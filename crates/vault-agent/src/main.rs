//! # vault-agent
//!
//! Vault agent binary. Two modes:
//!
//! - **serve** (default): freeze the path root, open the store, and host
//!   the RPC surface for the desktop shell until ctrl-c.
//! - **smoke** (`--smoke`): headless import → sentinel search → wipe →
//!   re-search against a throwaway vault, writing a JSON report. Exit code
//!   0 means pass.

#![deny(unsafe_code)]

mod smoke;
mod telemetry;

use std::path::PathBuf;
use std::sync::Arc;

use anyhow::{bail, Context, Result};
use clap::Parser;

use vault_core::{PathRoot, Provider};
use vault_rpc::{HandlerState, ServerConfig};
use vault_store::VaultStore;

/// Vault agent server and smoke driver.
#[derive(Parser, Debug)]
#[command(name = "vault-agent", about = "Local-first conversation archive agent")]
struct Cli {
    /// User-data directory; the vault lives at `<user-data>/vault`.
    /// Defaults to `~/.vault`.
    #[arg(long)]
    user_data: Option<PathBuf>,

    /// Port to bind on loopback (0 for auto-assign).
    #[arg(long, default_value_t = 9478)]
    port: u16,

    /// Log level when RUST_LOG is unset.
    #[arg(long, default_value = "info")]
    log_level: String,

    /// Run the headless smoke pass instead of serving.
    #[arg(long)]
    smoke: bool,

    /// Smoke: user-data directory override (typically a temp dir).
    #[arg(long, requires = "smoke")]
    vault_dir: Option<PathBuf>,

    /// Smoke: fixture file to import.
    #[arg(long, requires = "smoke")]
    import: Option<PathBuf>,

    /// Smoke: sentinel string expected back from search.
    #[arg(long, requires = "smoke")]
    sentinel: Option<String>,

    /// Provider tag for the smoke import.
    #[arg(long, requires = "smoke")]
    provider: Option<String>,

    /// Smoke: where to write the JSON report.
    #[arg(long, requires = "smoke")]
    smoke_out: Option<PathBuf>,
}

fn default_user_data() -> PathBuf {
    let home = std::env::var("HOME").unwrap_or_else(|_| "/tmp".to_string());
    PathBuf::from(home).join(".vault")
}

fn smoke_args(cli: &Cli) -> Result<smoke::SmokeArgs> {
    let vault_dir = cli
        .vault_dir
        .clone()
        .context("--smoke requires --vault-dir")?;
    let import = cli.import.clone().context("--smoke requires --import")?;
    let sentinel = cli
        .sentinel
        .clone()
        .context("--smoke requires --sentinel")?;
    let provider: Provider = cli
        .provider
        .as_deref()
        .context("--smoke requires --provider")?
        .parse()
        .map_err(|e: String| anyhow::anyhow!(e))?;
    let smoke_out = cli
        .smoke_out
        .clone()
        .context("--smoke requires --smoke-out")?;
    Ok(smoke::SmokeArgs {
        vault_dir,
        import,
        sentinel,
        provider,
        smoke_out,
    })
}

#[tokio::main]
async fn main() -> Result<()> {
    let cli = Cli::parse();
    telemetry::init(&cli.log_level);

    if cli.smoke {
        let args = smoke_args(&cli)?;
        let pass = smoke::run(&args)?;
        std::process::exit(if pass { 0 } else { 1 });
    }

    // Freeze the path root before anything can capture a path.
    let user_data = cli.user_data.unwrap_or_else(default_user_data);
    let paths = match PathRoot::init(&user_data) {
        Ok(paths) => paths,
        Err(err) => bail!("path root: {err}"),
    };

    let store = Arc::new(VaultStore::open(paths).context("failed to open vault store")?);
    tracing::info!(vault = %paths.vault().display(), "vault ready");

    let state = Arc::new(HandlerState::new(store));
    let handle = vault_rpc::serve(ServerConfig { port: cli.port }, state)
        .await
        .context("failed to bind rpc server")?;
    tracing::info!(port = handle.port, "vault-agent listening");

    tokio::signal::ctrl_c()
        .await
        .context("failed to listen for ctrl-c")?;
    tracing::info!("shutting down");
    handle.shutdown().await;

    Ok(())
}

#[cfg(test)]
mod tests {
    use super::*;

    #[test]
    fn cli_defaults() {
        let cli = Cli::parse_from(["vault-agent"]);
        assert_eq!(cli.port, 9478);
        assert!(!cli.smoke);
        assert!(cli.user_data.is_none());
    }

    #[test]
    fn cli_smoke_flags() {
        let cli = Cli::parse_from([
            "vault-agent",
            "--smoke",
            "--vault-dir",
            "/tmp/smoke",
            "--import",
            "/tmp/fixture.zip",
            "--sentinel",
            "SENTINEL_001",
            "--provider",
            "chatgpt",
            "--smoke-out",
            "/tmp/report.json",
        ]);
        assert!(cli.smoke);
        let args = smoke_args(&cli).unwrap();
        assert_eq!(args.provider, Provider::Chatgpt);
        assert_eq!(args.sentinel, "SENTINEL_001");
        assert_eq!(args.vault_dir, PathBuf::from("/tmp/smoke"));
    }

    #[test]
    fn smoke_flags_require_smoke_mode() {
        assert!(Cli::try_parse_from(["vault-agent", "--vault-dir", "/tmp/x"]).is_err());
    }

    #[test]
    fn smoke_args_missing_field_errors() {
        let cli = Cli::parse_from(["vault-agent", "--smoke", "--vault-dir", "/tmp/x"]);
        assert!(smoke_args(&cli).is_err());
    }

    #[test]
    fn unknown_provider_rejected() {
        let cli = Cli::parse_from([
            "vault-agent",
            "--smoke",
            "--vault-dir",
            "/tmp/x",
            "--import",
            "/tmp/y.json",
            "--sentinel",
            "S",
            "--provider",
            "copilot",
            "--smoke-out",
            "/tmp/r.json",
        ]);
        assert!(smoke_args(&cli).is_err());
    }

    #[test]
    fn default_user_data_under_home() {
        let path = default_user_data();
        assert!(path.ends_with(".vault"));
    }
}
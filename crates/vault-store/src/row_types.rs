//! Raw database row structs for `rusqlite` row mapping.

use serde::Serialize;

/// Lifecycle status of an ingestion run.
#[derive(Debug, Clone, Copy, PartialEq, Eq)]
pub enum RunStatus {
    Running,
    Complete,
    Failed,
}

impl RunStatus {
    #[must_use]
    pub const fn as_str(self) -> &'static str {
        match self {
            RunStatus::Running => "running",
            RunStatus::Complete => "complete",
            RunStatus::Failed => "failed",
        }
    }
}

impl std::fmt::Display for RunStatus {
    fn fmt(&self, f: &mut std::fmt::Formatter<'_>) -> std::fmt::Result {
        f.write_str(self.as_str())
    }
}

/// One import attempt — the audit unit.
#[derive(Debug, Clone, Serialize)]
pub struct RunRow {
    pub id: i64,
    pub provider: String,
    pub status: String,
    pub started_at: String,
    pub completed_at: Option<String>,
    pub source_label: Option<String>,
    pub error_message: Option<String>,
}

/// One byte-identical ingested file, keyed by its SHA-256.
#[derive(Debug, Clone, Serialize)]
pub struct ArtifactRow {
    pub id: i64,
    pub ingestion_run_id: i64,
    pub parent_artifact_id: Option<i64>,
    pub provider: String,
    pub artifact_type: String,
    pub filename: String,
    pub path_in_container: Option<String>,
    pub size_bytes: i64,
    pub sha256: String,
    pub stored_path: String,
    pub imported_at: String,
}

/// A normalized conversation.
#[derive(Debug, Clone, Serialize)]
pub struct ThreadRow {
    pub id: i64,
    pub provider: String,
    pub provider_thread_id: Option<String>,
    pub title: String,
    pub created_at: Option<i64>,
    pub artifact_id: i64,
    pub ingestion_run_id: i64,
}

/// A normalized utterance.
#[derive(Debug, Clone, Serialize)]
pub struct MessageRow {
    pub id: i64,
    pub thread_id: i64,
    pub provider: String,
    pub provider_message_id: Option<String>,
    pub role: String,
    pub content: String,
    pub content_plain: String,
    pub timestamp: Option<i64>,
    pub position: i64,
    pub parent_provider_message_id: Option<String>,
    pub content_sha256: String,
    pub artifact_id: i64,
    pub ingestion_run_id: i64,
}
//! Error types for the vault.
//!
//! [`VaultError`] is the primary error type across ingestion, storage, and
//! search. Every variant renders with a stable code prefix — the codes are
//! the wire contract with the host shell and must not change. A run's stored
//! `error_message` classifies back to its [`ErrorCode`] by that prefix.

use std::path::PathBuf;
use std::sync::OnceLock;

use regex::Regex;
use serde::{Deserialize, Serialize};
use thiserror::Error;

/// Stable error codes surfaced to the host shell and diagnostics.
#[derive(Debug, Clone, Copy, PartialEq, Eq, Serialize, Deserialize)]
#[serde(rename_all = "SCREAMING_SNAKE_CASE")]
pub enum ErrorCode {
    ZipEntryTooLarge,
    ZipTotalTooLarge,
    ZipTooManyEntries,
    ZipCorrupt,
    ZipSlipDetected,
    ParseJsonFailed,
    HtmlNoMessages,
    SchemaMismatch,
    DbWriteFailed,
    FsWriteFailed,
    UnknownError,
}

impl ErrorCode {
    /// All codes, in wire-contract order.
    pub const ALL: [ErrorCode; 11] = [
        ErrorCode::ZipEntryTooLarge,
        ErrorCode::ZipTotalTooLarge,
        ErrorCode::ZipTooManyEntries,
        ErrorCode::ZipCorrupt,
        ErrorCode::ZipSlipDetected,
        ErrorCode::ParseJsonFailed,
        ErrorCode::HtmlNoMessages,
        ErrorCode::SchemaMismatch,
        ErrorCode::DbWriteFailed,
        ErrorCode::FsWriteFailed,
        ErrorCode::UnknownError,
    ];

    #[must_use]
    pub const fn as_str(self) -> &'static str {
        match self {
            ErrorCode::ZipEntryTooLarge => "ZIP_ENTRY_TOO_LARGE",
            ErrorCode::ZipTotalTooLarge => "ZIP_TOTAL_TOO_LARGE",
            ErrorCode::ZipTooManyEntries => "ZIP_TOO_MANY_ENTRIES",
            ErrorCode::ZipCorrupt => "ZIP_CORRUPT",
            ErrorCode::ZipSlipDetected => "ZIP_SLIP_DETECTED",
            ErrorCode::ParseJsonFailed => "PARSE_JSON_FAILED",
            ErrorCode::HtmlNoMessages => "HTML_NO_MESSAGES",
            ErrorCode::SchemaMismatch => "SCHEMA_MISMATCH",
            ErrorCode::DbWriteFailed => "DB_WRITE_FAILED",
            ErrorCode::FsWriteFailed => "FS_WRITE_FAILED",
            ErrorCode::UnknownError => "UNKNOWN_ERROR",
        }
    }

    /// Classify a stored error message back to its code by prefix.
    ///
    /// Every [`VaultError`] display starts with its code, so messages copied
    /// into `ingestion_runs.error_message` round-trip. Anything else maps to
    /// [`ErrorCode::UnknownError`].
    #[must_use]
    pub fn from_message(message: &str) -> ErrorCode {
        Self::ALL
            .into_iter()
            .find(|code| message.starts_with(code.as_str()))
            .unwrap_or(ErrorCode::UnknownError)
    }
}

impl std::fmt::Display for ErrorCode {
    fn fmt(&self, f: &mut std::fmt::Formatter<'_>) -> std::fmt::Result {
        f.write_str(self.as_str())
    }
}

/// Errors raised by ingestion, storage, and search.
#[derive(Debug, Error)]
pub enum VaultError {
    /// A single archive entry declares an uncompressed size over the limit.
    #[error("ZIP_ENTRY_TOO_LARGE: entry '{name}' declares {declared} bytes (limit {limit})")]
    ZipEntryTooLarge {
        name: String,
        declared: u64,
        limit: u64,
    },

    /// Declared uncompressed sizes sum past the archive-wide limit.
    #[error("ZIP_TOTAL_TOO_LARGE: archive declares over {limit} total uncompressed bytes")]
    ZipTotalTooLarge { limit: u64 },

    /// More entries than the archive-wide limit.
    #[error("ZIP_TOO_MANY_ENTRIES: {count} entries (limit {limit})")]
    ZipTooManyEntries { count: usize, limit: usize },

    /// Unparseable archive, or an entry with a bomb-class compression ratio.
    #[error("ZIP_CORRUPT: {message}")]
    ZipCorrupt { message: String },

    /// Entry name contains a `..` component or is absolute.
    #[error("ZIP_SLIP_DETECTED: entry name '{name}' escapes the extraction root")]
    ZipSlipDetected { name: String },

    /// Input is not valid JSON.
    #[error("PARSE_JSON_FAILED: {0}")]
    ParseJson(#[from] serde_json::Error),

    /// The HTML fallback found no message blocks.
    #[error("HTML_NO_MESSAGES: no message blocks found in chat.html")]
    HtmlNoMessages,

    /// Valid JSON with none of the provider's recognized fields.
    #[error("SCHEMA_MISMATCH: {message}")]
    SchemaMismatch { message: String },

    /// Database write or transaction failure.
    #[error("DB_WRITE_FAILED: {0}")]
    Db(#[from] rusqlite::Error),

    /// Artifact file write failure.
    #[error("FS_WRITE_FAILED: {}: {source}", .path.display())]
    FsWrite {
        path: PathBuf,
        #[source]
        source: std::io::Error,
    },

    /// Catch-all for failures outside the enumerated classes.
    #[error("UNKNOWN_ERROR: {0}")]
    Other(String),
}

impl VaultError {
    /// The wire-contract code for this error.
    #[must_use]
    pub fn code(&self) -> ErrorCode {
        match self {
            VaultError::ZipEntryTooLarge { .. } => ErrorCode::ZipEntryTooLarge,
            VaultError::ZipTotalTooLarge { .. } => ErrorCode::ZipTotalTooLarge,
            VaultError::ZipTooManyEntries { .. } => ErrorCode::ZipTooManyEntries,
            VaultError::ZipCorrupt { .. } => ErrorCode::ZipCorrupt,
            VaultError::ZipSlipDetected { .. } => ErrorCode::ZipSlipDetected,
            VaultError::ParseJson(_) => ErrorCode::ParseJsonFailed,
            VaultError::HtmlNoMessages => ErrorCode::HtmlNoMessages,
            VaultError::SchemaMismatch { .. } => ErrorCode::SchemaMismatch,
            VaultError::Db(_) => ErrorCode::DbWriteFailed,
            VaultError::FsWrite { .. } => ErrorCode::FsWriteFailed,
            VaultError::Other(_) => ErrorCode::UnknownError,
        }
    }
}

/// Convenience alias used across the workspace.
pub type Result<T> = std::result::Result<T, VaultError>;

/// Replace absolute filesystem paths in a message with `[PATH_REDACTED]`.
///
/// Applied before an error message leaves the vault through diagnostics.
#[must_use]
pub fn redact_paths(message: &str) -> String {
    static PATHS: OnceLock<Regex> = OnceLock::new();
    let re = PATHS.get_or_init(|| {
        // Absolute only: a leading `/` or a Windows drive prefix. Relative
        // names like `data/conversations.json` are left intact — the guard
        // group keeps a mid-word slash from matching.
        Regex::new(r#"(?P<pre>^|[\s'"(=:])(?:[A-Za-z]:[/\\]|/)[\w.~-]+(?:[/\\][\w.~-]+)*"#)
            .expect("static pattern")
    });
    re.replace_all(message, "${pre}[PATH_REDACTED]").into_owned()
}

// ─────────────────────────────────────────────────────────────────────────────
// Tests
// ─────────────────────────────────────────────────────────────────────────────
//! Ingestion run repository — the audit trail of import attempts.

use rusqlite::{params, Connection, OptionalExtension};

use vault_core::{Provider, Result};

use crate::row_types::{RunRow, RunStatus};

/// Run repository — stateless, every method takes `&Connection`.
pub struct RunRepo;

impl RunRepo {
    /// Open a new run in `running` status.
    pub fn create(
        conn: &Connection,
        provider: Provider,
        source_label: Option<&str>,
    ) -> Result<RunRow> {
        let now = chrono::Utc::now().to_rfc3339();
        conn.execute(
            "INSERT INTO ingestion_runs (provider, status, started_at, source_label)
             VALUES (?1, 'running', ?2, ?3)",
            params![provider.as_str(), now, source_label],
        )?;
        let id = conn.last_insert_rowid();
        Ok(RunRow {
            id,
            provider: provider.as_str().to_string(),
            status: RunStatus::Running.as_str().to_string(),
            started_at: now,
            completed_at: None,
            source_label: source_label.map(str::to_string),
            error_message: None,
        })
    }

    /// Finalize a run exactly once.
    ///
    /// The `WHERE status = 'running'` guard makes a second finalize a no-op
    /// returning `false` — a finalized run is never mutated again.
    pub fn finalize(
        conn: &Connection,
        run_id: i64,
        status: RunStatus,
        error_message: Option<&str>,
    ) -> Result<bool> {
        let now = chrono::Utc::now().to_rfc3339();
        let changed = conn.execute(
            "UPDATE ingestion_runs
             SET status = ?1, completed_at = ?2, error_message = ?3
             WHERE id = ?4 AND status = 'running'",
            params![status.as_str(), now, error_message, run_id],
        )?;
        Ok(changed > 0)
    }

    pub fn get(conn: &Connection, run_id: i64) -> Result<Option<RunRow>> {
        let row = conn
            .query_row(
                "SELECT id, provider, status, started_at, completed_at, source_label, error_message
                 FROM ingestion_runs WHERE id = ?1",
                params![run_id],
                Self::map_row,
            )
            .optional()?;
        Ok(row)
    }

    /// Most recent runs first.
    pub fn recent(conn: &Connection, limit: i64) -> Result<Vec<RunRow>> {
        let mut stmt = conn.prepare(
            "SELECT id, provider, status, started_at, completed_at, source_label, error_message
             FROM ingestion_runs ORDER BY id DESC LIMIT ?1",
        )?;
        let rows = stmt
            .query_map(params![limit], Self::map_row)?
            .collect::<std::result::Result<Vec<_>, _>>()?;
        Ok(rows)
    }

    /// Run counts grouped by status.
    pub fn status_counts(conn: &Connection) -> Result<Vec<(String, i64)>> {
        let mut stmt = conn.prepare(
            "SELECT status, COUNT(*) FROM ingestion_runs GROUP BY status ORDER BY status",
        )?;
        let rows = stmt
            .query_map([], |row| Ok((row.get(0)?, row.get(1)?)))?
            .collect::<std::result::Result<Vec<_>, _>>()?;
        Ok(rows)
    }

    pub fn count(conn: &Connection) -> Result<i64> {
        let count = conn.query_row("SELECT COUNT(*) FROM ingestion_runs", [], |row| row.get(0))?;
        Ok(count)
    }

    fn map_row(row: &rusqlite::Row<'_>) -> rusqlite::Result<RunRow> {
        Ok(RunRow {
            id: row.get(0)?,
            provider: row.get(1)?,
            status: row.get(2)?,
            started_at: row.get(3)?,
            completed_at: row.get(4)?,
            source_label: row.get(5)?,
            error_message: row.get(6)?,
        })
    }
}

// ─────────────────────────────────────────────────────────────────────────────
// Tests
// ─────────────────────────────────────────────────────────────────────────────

Your assignment: Copy out every line in the records where the word "impl" is found.

Answer area:
impl RunStatus {
impl std::fmt::Display for RunStatus {
impl ErrorCode {
impl std::fmt::Display for ErrorCode {
impl VaultError {
impl RunRepo {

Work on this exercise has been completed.